EXERCISE DATA →

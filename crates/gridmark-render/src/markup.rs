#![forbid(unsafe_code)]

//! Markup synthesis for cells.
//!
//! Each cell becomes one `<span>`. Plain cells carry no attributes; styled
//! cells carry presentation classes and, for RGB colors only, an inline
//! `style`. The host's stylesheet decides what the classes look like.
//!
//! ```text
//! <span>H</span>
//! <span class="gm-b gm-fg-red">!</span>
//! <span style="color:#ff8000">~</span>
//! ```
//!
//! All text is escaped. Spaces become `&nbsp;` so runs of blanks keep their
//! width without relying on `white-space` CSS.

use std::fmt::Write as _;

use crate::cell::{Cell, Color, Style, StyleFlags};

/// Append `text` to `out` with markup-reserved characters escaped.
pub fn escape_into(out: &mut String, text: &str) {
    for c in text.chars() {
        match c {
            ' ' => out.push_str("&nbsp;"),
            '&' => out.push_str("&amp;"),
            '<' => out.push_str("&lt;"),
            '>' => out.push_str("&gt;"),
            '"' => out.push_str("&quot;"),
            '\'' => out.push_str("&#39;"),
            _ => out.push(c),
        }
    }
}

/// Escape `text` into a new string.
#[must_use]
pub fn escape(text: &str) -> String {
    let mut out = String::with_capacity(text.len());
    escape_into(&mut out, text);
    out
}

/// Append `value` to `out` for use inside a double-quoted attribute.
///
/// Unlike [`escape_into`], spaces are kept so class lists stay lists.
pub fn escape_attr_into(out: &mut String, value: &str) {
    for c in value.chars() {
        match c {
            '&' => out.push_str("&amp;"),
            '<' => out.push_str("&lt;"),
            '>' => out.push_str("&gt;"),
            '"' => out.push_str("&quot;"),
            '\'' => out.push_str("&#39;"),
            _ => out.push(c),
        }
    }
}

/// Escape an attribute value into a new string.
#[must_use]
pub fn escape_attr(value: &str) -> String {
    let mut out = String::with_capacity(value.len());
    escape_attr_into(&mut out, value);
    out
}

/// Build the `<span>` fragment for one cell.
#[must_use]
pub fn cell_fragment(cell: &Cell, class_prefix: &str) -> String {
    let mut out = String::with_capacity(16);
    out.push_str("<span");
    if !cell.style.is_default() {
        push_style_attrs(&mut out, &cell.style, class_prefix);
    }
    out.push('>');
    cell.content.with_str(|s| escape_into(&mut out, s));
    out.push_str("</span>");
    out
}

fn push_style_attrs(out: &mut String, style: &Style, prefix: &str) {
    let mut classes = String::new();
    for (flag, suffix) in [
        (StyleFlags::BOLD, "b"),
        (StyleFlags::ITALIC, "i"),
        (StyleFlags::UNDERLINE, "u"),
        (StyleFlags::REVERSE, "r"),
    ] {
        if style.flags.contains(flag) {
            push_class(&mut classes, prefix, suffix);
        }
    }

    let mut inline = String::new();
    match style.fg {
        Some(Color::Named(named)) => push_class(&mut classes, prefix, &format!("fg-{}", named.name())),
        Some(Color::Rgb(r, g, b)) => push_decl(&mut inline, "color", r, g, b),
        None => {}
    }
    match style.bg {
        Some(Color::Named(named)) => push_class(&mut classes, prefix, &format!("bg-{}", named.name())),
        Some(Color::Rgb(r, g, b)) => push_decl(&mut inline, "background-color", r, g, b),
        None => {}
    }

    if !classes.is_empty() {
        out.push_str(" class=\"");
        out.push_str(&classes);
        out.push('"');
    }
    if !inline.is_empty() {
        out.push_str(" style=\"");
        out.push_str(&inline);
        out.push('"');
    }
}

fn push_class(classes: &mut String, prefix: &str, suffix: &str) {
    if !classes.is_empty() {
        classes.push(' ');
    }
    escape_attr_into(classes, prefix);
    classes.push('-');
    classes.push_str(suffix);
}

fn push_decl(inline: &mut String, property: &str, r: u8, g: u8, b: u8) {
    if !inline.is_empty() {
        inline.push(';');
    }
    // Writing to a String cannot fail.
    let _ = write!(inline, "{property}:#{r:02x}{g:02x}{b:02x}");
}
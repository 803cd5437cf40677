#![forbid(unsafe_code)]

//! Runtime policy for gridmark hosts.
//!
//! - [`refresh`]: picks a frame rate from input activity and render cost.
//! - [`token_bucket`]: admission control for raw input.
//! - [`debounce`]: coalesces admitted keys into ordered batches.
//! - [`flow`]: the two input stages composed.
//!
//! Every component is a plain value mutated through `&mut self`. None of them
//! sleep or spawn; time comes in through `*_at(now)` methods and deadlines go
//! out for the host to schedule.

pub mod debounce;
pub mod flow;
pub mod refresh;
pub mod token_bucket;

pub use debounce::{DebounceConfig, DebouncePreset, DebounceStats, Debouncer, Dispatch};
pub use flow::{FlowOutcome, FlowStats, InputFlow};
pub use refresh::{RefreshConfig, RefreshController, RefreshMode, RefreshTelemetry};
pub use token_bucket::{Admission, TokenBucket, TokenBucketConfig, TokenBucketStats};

TASK OBJECTIVE → Number of lines above that include "StyleFlags": state it and nothing else.

EXERCISE RESULT → 5